=== ENTRIES PROVIDED ===

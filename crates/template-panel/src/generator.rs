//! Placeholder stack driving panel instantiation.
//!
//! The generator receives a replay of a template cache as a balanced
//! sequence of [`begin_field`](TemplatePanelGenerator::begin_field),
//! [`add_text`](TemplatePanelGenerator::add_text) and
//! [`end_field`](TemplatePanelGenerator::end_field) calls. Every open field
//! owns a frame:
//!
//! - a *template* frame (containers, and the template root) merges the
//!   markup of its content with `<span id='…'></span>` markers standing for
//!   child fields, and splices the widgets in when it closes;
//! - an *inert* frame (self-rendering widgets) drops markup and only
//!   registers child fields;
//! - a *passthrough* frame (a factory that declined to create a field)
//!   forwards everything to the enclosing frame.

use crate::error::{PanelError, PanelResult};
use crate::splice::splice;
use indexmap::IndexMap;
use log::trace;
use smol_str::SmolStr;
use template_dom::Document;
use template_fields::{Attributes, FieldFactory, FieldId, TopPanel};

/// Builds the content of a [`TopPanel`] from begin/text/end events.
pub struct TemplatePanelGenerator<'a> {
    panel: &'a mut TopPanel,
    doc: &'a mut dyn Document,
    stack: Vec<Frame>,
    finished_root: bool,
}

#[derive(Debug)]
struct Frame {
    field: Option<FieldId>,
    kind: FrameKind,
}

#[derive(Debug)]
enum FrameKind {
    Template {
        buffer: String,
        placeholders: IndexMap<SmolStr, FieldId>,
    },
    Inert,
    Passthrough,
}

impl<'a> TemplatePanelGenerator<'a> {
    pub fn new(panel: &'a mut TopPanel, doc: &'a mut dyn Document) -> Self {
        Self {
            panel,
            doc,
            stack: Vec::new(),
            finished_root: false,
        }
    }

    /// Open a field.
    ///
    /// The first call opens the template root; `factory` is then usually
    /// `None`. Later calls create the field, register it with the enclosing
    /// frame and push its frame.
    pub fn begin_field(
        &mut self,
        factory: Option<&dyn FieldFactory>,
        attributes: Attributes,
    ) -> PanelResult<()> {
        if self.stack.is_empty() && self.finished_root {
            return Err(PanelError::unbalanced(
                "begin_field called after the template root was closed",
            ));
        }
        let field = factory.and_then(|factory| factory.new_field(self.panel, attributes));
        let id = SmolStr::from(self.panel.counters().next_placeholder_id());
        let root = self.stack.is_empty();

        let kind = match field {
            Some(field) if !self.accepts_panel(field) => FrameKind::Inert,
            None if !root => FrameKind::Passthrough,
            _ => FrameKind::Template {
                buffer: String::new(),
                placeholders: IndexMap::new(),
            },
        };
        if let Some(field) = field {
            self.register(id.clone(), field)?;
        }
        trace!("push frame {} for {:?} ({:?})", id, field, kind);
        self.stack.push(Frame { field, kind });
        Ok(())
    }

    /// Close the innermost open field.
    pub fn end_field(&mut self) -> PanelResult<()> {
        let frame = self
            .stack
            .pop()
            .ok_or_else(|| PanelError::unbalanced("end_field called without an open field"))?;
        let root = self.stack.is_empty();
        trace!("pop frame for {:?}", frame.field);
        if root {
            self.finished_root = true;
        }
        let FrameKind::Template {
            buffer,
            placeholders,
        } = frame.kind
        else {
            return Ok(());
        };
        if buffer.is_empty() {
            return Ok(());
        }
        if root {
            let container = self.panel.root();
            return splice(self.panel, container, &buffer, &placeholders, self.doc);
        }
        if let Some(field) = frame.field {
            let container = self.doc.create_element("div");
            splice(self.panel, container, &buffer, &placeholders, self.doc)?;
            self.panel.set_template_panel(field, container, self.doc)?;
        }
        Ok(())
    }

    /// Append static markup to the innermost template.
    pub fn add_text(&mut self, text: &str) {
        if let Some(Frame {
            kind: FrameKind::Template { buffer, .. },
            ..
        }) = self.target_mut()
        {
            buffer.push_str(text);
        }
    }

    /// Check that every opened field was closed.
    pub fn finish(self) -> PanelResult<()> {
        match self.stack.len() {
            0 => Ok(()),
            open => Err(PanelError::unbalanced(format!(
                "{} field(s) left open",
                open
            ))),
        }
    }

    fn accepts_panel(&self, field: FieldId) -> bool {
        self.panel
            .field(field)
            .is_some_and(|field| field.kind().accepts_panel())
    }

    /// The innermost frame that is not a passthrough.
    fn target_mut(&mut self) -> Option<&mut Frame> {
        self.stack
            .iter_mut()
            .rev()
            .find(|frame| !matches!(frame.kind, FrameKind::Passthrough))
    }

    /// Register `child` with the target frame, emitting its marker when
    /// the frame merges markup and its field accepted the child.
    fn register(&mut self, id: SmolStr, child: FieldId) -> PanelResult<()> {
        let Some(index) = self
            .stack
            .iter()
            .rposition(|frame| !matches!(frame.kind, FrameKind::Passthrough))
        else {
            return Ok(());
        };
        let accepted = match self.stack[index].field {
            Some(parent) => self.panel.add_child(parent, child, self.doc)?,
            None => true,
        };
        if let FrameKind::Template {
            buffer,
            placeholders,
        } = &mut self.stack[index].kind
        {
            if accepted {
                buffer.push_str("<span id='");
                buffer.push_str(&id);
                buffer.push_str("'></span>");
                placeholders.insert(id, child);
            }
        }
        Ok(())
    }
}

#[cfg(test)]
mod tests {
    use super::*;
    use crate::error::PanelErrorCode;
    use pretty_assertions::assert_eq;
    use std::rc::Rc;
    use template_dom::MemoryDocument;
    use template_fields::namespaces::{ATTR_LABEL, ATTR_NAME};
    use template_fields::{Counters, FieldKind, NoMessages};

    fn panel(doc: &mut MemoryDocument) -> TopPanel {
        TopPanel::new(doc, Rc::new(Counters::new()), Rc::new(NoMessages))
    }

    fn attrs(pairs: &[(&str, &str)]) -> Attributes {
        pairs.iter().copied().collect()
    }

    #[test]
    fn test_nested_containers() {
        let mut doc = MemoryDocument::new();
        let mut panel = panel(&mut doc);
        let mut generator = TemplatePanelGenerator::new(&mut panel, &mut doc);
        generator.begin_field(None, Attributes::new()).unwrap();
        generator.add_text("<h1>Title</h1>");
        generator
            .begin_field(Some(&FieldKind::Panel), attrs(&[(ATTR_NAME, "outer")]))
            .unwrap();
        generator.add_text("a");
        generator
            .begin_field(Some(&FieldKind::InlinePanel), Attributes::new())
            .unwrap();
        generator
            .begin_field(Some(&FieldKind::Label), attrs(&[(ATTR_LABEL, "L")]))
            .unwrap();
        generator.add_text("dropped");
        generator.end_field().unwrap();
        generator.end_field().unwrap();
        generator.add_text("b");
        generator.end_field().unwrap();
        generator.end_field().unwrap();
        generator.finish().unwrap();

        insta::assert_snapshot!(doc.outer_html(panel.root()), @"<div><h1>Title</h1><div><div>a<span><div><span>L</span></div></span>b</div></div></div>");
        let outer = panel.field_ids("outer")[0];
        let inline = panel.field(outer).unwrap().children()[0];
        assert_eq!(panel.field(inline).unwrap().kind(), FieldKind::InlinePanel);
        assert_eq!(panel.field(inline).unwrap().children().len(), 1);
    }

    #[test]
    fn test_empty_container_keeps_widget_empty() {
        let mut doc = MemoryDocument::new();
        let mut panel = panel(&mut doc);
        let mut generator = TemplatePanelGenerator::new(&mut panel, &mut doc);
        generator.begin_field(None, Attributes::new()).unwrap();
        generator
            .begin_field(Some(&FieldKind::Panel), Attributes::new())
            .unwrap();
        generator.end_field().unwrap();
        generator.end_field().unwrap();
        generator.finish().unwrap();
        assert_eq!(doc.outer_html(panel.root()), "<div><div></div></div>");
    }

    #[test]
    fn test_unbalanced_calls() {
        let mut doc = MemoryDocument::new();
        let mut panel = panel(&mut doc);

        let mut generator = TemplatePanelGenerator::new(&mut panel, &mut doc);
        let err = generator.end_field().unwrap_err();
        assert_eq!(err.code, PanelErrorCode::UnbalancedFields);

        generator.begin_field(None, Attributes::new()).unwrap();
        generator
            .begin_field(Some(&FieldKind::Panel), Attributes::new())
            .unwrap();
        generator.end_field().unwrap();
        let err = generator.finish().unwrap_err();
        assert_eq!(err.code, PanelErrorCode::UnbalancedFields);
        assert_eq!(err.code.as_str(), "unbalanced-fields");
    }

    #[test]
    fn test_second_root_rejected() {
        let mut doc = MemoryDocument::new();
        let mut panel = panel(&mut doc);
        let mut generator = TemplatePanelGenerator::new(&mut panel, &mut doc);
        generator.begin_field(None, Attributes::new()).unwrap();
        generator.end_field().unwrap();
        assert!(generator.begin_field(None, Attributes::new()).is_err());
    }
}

===
=== ENTRIES PROVIDED ===

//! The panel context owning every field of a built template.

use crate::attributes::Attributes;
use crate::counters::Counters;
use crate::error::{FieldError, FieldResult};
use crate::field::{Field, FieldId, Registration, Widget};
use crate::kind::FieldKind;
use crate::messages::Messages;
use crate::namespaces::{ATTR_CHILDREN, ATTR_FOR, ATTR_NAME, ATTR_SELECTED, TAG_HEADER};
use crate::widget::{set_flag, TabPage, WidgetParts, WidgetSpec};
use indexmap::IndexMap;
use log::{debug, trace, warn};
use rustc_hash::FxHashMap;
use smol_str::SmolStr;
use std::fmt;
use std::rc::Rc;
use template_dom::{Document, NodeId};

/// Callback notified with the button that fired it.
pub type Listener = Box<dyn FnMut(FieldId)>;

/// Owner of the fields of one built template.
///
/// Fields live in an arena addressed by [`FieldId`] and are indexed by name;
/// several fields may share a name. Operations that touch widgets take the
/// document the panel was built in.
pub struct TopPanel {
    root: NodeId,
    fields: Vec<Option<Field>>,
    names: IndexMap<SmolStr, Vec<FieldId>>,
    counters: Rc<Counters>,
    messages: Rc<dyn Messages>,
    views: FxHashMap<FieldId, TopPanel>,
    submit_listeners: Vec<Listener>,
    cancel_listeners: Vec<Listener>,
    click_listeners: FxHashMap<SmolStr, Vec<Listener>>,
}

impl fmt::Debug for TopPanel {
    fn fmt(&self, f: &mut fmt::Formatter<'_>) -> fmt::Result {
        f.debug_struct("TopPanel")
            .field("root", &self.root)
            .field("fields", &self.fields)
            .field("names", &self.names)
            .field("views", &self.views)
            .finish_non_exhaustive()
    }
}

===

**PROMPT:**
Every line of the listing that holds the word "FieldId" should be counted. Please give that number only.

**ANSWER TO THIS TASK:**
10